# Gel staining fiberglass doors send help soon



## cwpainting (Mar 14, 2007)

the door suppliers have showrooms with fiberglass door slabs that have been gel stained ,no glass inserts or primmed wood jamb /casing which a typical prehung has when its gets to the job, prep the door after install and the painter is stuck with trying to make it all look like an expensive oak or mahogany stained unit (door/frame/sidelights).Really having trouble taking these doors and the prior mentioned variables and meeting the expectations of the showroom doors,which I think are factory finished, but not according to the supp-liar ! Not luvvin this part of painting anybody got any pointers


----------



## Workaholic (Feb 3, 2007)

We do these doors all the time. The only thing that works good for these doors are a stain kit that they should have at the supplier. They are a kit called, Therma-Tru Finishing System. They come complete with a enough stain to do both sides of the door and the sidelights, top coat sealer, mineral spirits in a 4oz bottle, a cheap 3" china bristle brush, a couple of rags, stir sticks, ect ect. We get them for 40 bucks at the door store. Hope this helps, regular gel stain will make the door look like crap. This stuff actually make a nice looking fiberglass door. 
www.thermatru.com
Edit: we often paint the side lights white and paint the jamb white as well. Yet there is just enough material to do what you need.


----------



## MakDeco (Jan 17, 2007)

I have had good luck with old masters gel stain, not sure which brand your using. What seems to be the problem?


----------



## cwpainting (Mar 14, 2007)

Therma tru is usually what I use , but needed to match the int trim pak this time used a couple of minwax gels to get desired color . Some of the french style doors with full lites do not change grain above and below the lite which makes it tuff to work the stain as even as the sides, throw in the white lite frame and I usually have a cloudy mess on top and below the light.Have had success with jamb and casings by painting them first with a primmer matching the unstained fiberglass. Wish I knew a spray and wipe and spray again technique ,any sense, or am Ijust a wacko short on patience?


----------



## Humble Abode (Mar 19, 2005)

MakDeco said:


> I have had good luck with old masters gel stain, not sure which brand your using. What seems to be the problem?

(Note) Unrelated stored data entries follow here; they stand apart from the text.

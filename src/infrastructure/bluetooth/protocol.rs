//! HID Relay Wire Protocol
//!
//! Fixed-layout command payloads for the relay and the OTA control
//! messages. Every command variant has a fixed length so the relay can
//! dispatch on the opcode alone.

use crate::domain::keymap::EXTENDED_CODE;
use crate::domain::models::{Command, Modifiers, MouseButton, ScrollDirection};
use thiserror::Error;

/// Relay BLE Service UUID (Nordic UART layout)
pub const SERVICE_UUID: &str = "6e400001-b5a3-f393-e0a9-e50e24dcca9e";

/// Mouse move / button / scroll commands
pub const MOUSE_CHAR_UUID: &str = "6e400002-b5a3-f393-e0a9-e50e24dcca9e";

/// Key and extended key commands
pub const KEY_CHAR_UUID: &str = "6e400003-b5a3-f393-e0a9-e50e24dcca9e";

/// Unencrypted firmware update channel
pub const OTA_CHAR_UUID: &str = "6e400004-b5a3-f393-e0a9-e50e24dcca9e";

/// Command opcodes (first payload byte)
pub mod opcode {
    pub const KEY: u8 = 0x6B; // 'k'
    pub const MOUSE_MOVE: u8 = 0x6D; // 'm'
    pub const MOUSE_BUTTON: u8 = 0x63; // 'c'
    pub const SCROLL: u8 = 0x73; // 's'

    pub const OTA_BEGIN: u8 = 0x42; // 'B'
    pub const OTA_DATA: u8 = 0x44; // 'D'
    pub const OTA_END: u8 = 0x45; // 'E'
}

/// Device button codes. Middle and right are swapped relative to the
/// host's index order.
pub mod button_code {
    pub const LEFT: u8 = 1;
    pub const RIGHT: u8 = 2;
    pub const MIDDLE: u8 = 4;
}

/// Maximum firmware bytes carried by one OTA Data message
pub const OTA_CHUNK_SIZE: usize = 128;

#[derive(Debug, Clone, PartialEq, Eq, Error)]
pub enum DecodeError {
    #[error("Empty payload")]
    Empty,
    #[error("Unknown opcode 0x{0:02X}")]
    UnknownOpcode(u8),
    #[error("Opcode 0x{opcode:02X} expects {expected} bytes, got {actual}")]
    Length {
        opcode: u8,
        expected: usize,
        actual: usize,
    },
    #[error("Invalid operand 0x{value:02X} for opcode 0x{opcode:02X}")]
    Operand { opcode: u8, value: u8 },
}

impl MouseButton {
    pub fn device_code(self) -> u8 {
        match self {
            Self::Left => button_code::LEFT,
            Self::Right => button_code::RIGHT,
            Self::Middle => button_code::MIDDLE,
        }
    }

    pub fn from_device_code(code: u8) -> Option<Self> {
        match code {
            button_code::LEFT => Some(Self::Left),
            button_code::RIGHT => Some(Self::Right),
            button_code::MIDDLE => Some(Self::Middle),
            _ => None,
        }
    }
}

impl ScrollDirection {
    /// Wheel tick as a signed byte: up is +1, down is -1
    pub fn as_i8(self) -> i8 {
        match self {
            Self::Up => 1,
            Self::Down => -1,
        }
    }
}

/// Encoded payload length for a command opcode
pub fn payload_len(opcode: u8) -> Option<usize> {
    match opcode {
        opcode::KEY => Some(4),
        opcode::MOUSE_MOVE | opcode::MOUSE_BUTTON => Some(3),
        opcode::SCROLL => Some(2),
        _ => None,
    }
}

/// Encode a command into its fixed binary layout
///
/// ```text
/// KeyEvent     [0x6B, code, nav(0/1), modifiers]
/// SystemRemap  [0x6B, 0x80, mode, key]
/// MouseMove    [0x6D, dx:i8, dy:i8]
/// MouseButton  [0x63, code(1|2|4), pressed(0/1)]
/// Scroll       [0x73, direction:i8(+1|-1)]
/// ```
pub fn encode(command: &Command) -> Vec<u8> {
    match *command {
        Command::KeyEvent {
            code,
            nav,
            modifiers,
        } => vec![opcode::KEY, code, nav as u8, modifiers.bits()],
        Command::SystemRemap { mode, key } => vec![opcode::KEY, EXTENDED_CODE, mode, key],
        Command::MouseMove { dx, dy } => vec![opcode::MOUSE_MOVE, dx as u8, dy as u8],
        Command::MouseButton { button, pressed } => {
            vec![opcode::MOUSE_BUTTON, button.device_code(), pressed as u8]
        }
        Command::Scroll { direction } => vec![opcode::SCROLL, direction.as_i8() as u8],
    }
}

/// Parse a payload the way the relay does
pub fn decode(bytes: &[u8]) -> Result<Command, DecodeError> {
    let &op = bytes.first().ok_or(DecodeError::Empty)?;
    let expected = payload_len(op).ok_or(DecodeError::UnknownOpcode(op))?;
    if bytes.len() != expected {
        return Err(DecodeError::Length {
            opcode: op,
            expected,
            actual: bytes.len(),
        });
    }

    let flag = |value: u8| match value {
        0 => Ok(false),
        1 => Ok(true),
        _ => Err(DecodeError::Operand { opcode: op, value }),
    };

    match op {
        opcode::KEY if bytes[1] == EXTENDED_CODE => Ok(Command::SystemRemap {
            mode: bytes[2],
            key: bytes[3],
        }),
        opcode::KEY => Ok(Command::KeyEvent {
            code: bytes[1],
            nav: flag(bytes[2])?,
            modifiers: Modifiers::from_bits(bytes[3]),
        }),
        opcode::MOUSE_MOVE => Ok(Command::MouseMove {
            dx: bytes[1] as i8,
            dy: bytes[2] as i8,
        }),
        opcode::MOUSE_BUTTON => {
            let button = MouseButton::from_device_code(bytes[1]).ok_or(DecodeError::Operand {
                opcode: op,
                value: bytes[1],
            })?;
            Ok(Command::MouseButton {
                button,
                pressed: flag(bytes[2])?,
            })
        }
        _ => match bytes[1] as i8 {
            1 => Ok(Command::Scroll {
                direction: ScrollDirection::Up,
            }),
            -1 => Ok(Command::Scroll {
                direction: ScrollDirection::Down,
            }),
            _ => Err(DecodeError::Operand {
                opcode: op,
                value: bytes[1],
            }),
        },
    }
}

/// `[0x42, length:u32 LE]`
pub fn ota_begin(length: u32) -> [u8; 5] {
    let mut msg = [opcode::OTA_BEGIN; 5];
    msg[1..].copy_from_slice(&length.to_le_bytes());
    msg
}

/// `[0x44, chunk...]`, chunk at most [`OTA_CHUNK_SIZE`] bytes
pub fn ota_data(chunk: &[u8]) -> Vec<u8> {
    debug_assert!(chunk.len() <= OTA_CHUNK_SIZE);
    let mut msg = Vec::with_capacity(chunk.len() + 1);
    msg.push(opcode::OTA_DATA);
    msg.extend_from_slice(chunk);
    msg
}

/// `[0x45]`
pub fn ota_end() -> [u8; 1] {
    [opcode::OTA_END]
}
//! Storage for the pre-shared passphrase.
//!
//! The bridge only needs the parsed key; where it lives is up to the
//! embedding application.

use crate::infrastructure::bluetooth::framer::{EncryptionContext, KEY_LEN};
use anyhow::{Context, Result};
use keyring::Entry;
use std::sync::Mutex;
use tracing::{debug, info};

pub trait CredentialStore: Send + Sync {
    fn load(&self) -> Result<Option<String>>;
    fn save(&self, passphrase: &str) -> Result<()>;
    fn clear(&self) -> Result<()>;

    /// Load and parse in one step; a stored value of the wrong length is
    /// reported as an error rather than ignored.
    fn load_context(&self) -> Result<Option<EncryptionContext>> {
        match self.load()? {
            Some(passphrase) => {
                let context = EncryptionContext::from_passphrase(&passphrase)
                    .context("Stored key is invalid")?;
                Ok(Some(context))
            }
            None => Ok(None),
        }
    }
}

const KEYRING_SERVICE: &str = "hid-relay-bridge";
const KEYRING_ACCOUNT: &str = "relay-key";

/// Keeps the passphrase in the OS credential store
pub struct KeyringCredentialStore {
    service: String,
    account: String,
}

impl Default for KeyringCredentialStore {
    fn default() -> Self {
        Self::new()
    }
}

impl KeyringCredentialStore {
    pub fn new() -> Self {
        Self::with_account(KEYRING_SERVICE, KEYRING_ACCOUNT)
    }

    pub fn with_account(service: &str, account: &str) -> Self {
        Self {
            service: service.to_string(),
            account: account.to_string(),
        }
    }

    fn entry(&self) -> Result<Entry> {
        Entry::new(&self.service, &self.account)
            .with_context(|| format!("Keyring unavailable for {}/{}", self.service, self.account))
    }
}

impl CredentialStore for KeyringCredentialStore {
    fn load(&self) -> Result<Option<String>> {
        let passphrase = missing_as_none(self.entry()?.get_password())
            .context("Failed to read relay key from keyring")?;
        if passphrase.is_some() {
            debug!("Loaded relay key from keyring");
        }
        Ok(passphrase)
    }

    fn save(&self, passphrase: &str) -> Result<()> {
        if passphrase.len() != KEY_LEN {
            anyhow::bail!("Key must be exactly {} bytes", KEY_LEN);
        }
        self.entry()?
            .set_password(passphrase)
            .context("Failed to store relay key in keyring")?;
        info!("Relay key saved to keyring");
        Ok(())
    }

    fn clear(&self) -> Result<()> {
        if missing_as_none(self.entry()?.delete_password())
            .context("Failed to remove relay key from keyring")?
            .is_some()
        {
            info!("Relay key removed from keyring");
        }
        Ok(())
    }
}

/// A missing entry is an empty store, not a failure
fn missing_as_none<T>(result: keyring::Result<T>) -> keyring::Result<Option<T>> {
    match result {
        Ok(value) => Ok(Some(value)),
        Err(keyring::Error::NoEntry) => Ok(None),
        Err(e) => Err(e),
    }
}

#[derive(Default)]
pub struct MemoryCredentialStore {
    passphrase: Mutex<Option<String>>,
}

impl CredentialStore for MemoryCredentialStore {
    fn load(&self) -> Result<Option<String>> {
        let guard = self
            .passphrase
            .lock()
            .map_err(|_| anyhow::anyhow!("Lock error"))?;
        Ok(guard.clone())
    }

    fn save(&self, passphrase: &str) -> Result<()> {
        let mut guard = self
            .passphrase
            .lock()
            .map_err(|_| anyhow::anyhow!("Lock error"))?;
        *guard = Some(passphrase.to_string());
        Ok(())
    }

    fn clear(&self) -> Result<()> {
        let mut guard = self
            .passphrase
            .lock()
            .map_err(|_| anyhow::anyhow!("Lock error"))?;
        *guard = None;
        Ok(())
    }
}

#[cfg(test)]
mod tests {
    use super::*;

    #[test]
    fn test_missing_keyring_entry_is_empty() {
        assert_eq!(
            missing_as_none::<String>(Err(keyring::Error::NoEntry)).unwrap(),
            None
        );
        assert_eq!(
            missing_as_none(Ok("0123456789abcdef".to_string())).unwrap(),
            Some("0123456789abcdef".to_string())
        );
        assert!(missing_as_none::<()>(Err(keyring::Error::NoStorageAccess(
            "locked".into()
        )))
        .is_err());
    }

    #[test]
    fn test_keyring_store_rejects_bad_length_before_writing() {
        let store = KeyringCredentialStore::with_account("hid-relay-bridge-test", "unused");
        let err = store.save("too short").unwrap_err();
        assert!(err.to_string().contains("16 bytes"));
    }

    #[test]
    fn test_memory_store_lifecycle() {
        let store = MemoryCredentialStore::default();
        assert_eq!(store.load().unwrap(), None);
        store.save("0123456789abcdef").unwrap();
        assert_eq!(store.load().unwrap().as_deref(), Some("0123456789abcdef"));
        assert!(store.load_context().unwrap().is_some());
        store.clear().unwrap();
        assert_eq!(store.load().unwrap(), None);
    }

    #[test]
    fn test_invalid_stored_key_is_an_error() {
        let store = MemoryCredentialStore::default();
        store.save("nope").unwrap();
        assert!(store.load_context().is_err());
        store.clear().unwrap();
        assert!(store.load_context().unwrap().is_none());
    }
}
use crate::domain::gestures::{GestureDetector, BACKTICK_CODE};
use crate::domain::models::{Command, Modifiers};

/// First byte after the opcode that marks an extended (non-literal) key command
pub const EXTENDED_CODE: u8 = 128;

/// Extended command modes
pub mod mode {
    /// Ctrl+key shortcut
    pub const CTRL_SHORTCUT: u8 = 3;
    /// Meta+key shortcut, also used for OS window/tab switching
    pub const META_SHORTCUT: u8 = 4;
    /// Press and hold a key until released
    pub const KEY_PRESS: u8 = 5;
    pub const KEY_RELEASE: u8 = 6;
}

pub const TAB_CODE: u8 = 9;
pub const ENTER_CODE: u8 = 13;
pub const SHIFT_CODE: u8 = 16;

const BACKTICK: &str = "`";
const PASTE_KEY: char = 'v';

/// Navigation and function keys, by host key identifier
pub fn nav_code(key: &str) -> Option<u8> {
    let code = match key {
        "Backspace" => 8,
        "Tab" => TAB_CODE,
        "Enter" => ENTER_CODE,
        "PageUp" => 33,
        "PageDown" => 34,
        "End" => 35,
        "Home" => 36,
        "ArrowLeft" => 37,
        "ArrowUp" => 38,
        "ArrowRight" => 39,
        "ArrowDown" => 40,
        "Insert" => 45,
        "Delete" => 46,
        _ => return function_key(key),
    };
    Some(code)
}

fn function_key(key: &str) -> Option<u8> {
    let n: u8 = key.strip_prefix('F')?.parse().ok()?;
    (1..=12).contains(&n).then(|| 111 + n)
}

/// The key identifier as a single character, if it is one
fn single_char(key: &str) -> Option<char> {
    let mut chars = key.chars();
    let c = chars.next()?;
    chars.next().is_none().then_some(c)
}

/// Latin-1 code of a character; anything wider has no one-byte encoding.
/// 128 is reserved for extended commands.
pub(crate) fn byte_code(c: char) -> Option<u8> {
    u8::try_from(u32::from(c))
        .ok()
        .filter(|code| *code != EXTENDED_CODE)
}

#[derive(Debug, Clone, PartialEq, Eq)]
pub enum KeyAction {
    /// Zero or more commands to transmit, in order
    Send(Vec<Command>),
    /// The key completed a burst-paste chord and was consumed
    BurstPaste,
}

/// Route a host key-down through gestures, remaps, shortcuts and the
/// navigation table.
pub fn route_key(
    gestures: &mut GestureDetector,
    key: &str,
    modifiers: Modifiers,
    now_ms: f64,
) -> KeyAction {
    let ctrl = modifiers.contains(Modifiers::CTRL);
    let meta = modifiers.contains(Modifiers::META);
    let ch = single_char(key);

    let paste_chord = ctrl && ch.map(|c| c.to_ascii_lowercase()) == Some(PASTE_KEY);
    if paste_chord && gestures.double_chord.chord(now_ms) {
        return KeyAction::BurstPaste;
    }

    // Window / tab switching on the target OS
    if ctrl && key == BACKTICK {
        return send(Command::SystemRemap {
            mode: mode::META_SHORTCUT,
            key: BACKTICK_CODE,
        });
    }
    if ctrl && key == "Tab" {
        return send(Command::SystemRemap {
            mode: mode::META_SHORTCUT,
            key: TAB_CODE,
        });
    }

    if key == BACKTICK {
        return KeyAction::Send(gestures.triple_tap.press(modifiers, now_ms));
    }

    if ctrl || meta {
        if let Some(c) = ch {
            let lower = c.to_lowercase().next().unwrap_or(c);
            let shortcut_mode = if meta {
                mode::META_SHORTCUT
            } else {
                mode::CTRL_SHORTCUT
            };
            return match byte_code(lower) {
                Some(code) => send(Command::SystemRemap {
                    mode: shortcut_mode,
                    key: code,
                }),
                None => KeyAction::Send(Vec::new()),
            };
        }
    }

    if let Some(code) = nav_code(key) {
        return send(Command::KeyEvent {
            code,
            nav: true,
            modifiers,
        });
    }

    match ch.and_then(byte_code) {
        Some(code) => send(Command::KeyEvent {
            code,
            nav: false,
            modifiers,
        }),
        None => KeyAction::Send(Vec::new()),
    }
}

fn send(command: Command) -> KeyAction {
    KeyAction::Send(vec![command])
}

#[cfg(test)]
mod tests {
    use super::*;

    fn route(key: &str, modifiers: Modifiers, now_ms: f64) -> KeyAction {
        route_key(&mut GestureDetector::new(), key, modifiers, now_ms)
    }

    #[test]
    fn test_nav_table() {
        assert_eq!(nav_code("Backspace"), Some(8));
        assert_eq!(nav_code("Enter"), Some(13));
        assert_eq!(nav_code("ArrowDown"), Some(40));
        assert_eq!(nav_code("Home"), Some(36));
        assert_eq!(nav_code("F1"), Some(112));
        assert_eq!(nav_code("F12"), Some(123));
        assert_eq!(nav_code("F13"), None);
        assert_eq!(nav_code("F"), None);
        assert_eq!(nav_code("Escape"), None);
    }

    #[test]
    fn test_plain_character_keeps_modifiers() {
        assert_eq!(
            route("A", Modifiers::SHIFT, 0.0),
            KeyAction::Send(vec![Command::KeyEvent {
                code: b'A',
                nav: false,
                modifiers: Modifiers::SHIFT
            }])
        );
    }

    #[test]
    fn test_nav_key_sets_flag() {
        let mods = Modifiers::from_flags(true, false, true, false);
        assert_eq!(
            route("PageDown", mods, 0.0),
            KeyAction::Send(vec![Command::KeyEvent {
                code: 34,
                nav: true,
                modifiers: mods
            }])
        );
    }

    #[test]
    fn test_shortcuts_lowercase_the_key() {
        assert_eq!(
            route("C", Modifiers::CTRL | Modifiers::SHIFT, 0.0),
            KeyAction::Send(vec![Command::SystemRemap { mode: 3, key: b'c' }])
        );
        assert_eq!(
            route("z", Modifiers::META, 0.0),
            KeyAction::Send(vec![Command::SystemRemap { mode: 4, key: b'z' }])
        );
    }

    #[test]
    fn test_system_remaps() {
        assert_eq!(
            route("`", Modifiers::CTRL, 0.0),
            KeyAction::Send(vec![Command::SystemRemap { mode: 4, key: 96 }])
        );
        assert_eq!(
            route("Tab", Modifiers::CTRL, 0.0),
            KeyAction::Send(vec![Command::SystemRemap { mode: 4, key: 9 }])
        );
        // Tab without Ctrl is plain navigation
        assert_eq!(
            route("Tab", Modifiers::NONE, 0.0),
            KeyAction::Send(vec![Command::KeyEvent {
                code: 9,
                nav: true,
                modifiers: Modifiers::NONE
            }])
        );
    }

    #[test]
    fn test_backtick_goes_through_gesture() {
        let mut gestures = GestureDetector::new();
        assert_eq!(
            route_key(&mut gestures, "`", Modifiers::NONE, 0.0),
            KeyAction::Send(vec![])
        );
        assert_eq!(gestures.triple_tap.count(), 1);
    }

    #[test]
    fn test_double_ctrl_v_requests_burst_paste() {
        let mut gestures = GestureDetector::new();
        assert_eq!(
            route_key(&mut gestures, "v", Modifiers::CTRL, 1000.0),
            KeyAction::Send(vec![Command::SystemRemap { mode: 3, key: b'v' }])
        );
        assert_eq!(
            route_key(&mut gestures, "v", Modifiers::CTRL, 1200.0),
            KeyAction::BurstPaste
        );
    }

    #[test]
    fn test_unmappable_keys_are_ignored() {
        assert_eq!(route("Escape", Modifiers::NONE, 0.0), KeyAction::Send(vec![]));
        assert_eq!(route("Shift", Modifiers::SHIFT, 0.0), KeyAction::Send(vec![]));
        assert_eq!(route("€", Modifiers::NONE, 0.0), KeyAction::Send(vec![]));
        assert_eq!(route("\u{80}", Modifiers::NONE, 0.0), KeyAction::Send(vec![]));
    }

    #[test]
    fn test_latin1_characters_pass_through() {
        assert_eq!(
            route("é", Modifiers::NONE, 0.0),
            KeyAction::Send(vec![Command::KeyEvent {
                code: 0xE9,
                nav: false,
                modifiers: Modifiers::NONE
            }])
        );
    }
}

That's what I use as well. I love it.

I was surprised at how easy it was when I did my first fiberglass door a few years back.


----------



## MakDeco (Jan 17, 2007)

Humble Abode said:


> That's what I use as well. I love it.
> 
> I was surprised at how easy it was when I did my first fiberglass door a few years back.


What do you use on Metal doors that have to be grained? Old Masters also??


----------



## Brushslingers (Jul 28, 2006)

Old masters rocks... long as you let the gel sit a few minutes, but not TOO long... nothing better.


----------



## Workaholic (Feb 3, 2007)

Well i ran into some Old Masters at ICI the other day, i picked up some early american and plan on trying it on the next fiberglass door i have to do. Should be a couple weeks before i get in for touch up. I will let you all know how it works out. 
Thanks


----------



## MakDeco (Jan 17, 2007)

ICI is carrying old masters now? I haven't been in a ICI in yrs.


----------



## Humble Abode (Mar 19, 2005)

MakDeco said:


> What do you use on Metal doors that have to be grained? Old Masters also??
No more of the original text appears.